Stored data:
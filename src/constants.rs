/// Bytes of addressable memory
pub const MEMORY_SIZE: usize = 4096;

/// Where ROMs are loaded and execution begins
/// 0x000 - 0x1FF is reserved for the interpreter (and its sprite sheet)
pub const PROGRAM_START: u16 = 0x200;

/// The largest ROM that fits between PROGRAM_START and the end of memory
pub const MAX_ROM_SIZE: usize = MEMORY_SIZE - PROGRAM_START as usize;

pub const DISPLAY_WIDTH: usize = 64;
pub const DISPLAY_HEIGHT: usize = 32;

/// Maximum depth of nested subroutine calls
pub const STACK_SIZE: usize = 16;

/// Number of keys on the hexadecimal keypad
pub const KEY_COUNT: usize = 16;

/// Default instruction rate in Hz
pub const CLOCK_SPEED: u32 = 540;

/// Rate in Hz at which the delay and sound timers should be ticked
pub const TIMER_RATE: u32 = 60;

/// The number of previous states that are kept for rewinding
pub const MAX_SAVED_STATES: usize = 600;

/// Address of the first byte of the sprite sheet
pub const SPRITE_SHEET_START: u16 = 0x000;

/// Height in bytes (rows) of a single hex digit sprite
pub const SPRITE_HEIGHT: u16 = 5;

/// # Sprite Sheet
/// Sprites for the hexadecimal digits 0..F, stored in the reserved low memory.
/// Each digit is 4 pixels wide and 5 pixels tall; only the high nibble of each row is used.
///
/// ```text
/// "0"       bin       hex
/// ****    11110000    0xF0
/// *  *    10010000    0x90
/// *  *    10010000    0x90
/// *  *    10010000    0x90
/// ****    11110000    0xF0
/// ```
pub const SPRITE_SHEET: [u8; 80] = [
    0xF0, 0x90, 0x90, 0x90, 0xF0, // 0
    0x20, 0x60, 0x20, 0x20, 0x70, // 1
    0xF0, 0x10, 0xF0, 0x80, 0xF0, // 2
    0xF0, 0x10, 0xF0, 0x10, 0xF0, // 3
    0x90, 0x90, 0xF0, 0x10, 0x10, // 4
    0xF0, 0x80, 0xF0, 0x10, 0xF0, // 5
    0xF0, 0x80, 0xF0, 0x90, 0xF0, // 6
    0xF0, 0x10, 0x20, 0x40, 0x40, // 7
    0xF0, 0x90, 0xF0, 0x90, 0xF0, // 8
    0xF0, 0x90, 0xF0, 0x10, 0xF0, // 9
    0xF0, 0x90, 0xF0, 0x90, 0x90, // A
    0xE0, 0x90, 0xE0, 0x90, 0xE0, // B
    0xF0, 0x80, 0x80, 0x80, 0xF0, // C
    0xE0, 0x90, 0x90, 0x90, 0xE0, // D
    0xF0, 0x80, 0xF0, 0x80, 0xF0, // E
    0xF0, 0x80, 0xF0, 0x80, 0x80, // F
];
* * *
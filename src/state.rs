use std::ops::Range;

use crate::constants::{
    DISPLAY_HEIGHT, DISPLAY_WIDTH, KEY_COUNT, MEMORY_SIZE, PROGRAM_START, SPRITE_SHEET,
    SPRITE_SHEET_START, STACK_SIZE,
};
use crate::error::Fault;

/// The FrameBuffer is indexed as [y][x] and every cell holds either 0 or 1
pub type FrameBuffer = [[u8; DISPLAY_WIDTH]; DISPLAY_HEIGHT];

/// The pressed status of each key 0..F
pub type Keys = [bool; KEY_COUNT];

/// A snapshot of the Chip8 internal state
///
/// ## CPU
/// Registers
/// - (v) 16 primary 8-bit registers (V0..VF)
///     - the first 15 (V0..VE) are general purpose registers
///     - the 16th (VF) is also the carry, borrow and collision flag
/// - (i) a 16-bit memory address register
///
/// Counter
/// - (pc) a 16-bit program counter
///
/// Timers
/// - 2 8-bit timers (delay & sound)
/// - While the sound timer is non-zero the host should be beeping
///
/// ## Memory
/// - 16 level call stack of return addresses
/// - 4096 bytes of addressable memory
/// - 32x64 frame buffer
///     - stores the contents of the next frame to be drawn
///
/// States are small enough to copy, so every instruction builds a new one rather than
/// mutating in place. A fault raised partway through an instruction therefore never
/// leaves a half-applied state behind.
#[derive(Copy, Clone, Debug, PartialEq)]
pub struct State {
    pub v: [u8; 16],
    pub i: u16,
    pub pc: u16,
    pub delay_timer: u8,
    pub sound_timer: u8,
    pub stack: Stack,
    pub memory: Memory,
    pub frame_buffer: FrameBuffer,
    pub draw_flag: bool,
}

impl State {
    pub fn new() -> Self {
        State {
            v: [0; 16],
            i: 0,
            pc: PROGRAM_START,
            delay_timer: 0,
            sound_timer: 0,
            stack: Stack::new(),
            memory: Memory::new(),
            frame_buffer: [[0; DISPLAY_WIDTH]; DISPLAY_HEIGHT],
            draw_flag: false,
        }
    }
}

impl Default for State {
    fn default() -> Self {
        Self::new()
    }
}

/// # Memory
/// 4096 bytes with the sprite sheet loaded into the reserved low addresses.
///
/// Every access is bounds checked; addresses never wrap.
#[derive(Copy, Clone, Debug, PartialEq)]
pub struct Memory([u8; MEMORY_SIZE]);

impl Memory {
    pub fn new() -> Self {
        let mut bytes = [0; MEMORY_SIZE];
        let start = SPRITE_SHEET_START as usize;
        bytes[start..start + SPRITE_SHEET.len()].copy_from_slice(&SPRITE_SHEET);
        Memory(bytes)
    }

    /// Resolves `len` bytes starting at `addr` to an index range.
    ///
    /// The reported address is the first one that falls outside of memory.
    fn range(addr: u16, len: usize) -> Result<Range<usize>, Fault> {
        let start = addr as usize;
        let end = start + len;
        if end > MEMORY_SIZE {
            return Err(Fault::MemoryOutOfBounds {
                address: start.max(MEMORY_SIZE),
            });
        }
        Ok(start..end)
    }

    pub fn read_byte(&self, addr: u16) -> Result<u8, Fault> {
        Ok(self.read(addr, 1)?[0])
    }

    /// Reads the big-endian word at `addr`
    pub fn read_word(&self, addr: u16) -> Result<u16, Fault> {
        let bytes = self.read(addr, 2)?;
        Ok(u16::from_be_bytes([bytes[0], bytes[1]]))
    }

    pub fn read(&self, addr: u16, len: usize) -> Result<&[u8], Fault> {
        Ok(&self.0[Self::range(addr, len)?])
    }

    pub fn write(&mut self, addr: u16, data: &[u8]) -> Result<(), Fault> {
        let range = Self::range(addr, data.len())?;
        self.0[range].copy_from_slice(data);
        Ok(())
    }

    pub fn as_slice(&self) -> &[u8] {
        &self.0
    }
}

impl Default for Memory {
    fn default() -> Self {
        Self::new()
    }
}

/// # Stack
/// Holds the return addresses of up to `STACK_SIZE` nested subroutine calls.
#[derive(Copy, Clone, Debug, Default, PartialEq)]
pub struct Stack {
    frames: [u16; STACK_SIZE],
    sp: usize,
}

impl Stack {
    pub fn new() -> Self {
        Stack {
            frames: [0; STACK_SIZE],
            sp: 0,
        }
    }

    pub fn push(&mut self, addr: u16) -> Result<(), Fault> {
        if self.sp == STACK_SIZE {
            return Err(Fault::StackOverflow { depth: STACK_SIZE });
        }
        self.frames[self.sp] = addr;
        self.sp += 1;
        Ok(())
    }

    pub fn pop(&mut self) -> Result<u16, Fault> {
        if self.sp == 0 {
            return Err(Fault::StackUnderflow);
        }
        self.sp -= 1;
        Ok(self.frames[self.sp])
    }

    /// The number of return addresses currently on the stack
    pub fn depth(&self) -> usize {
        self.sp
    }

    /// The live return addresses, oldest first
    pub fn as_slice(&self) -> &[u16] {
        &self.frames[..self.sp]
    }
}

WHAT THE EXERCISE ASKS: If a line in the records includes the string "that", copy it.

RESULT OF THIS TASK:
/// The largest ROM that fits between PROGRAM_START and the end of memory
/// The number of previous states that are kept for rewinding
    /// The reported address is the first one that falls outside of memory.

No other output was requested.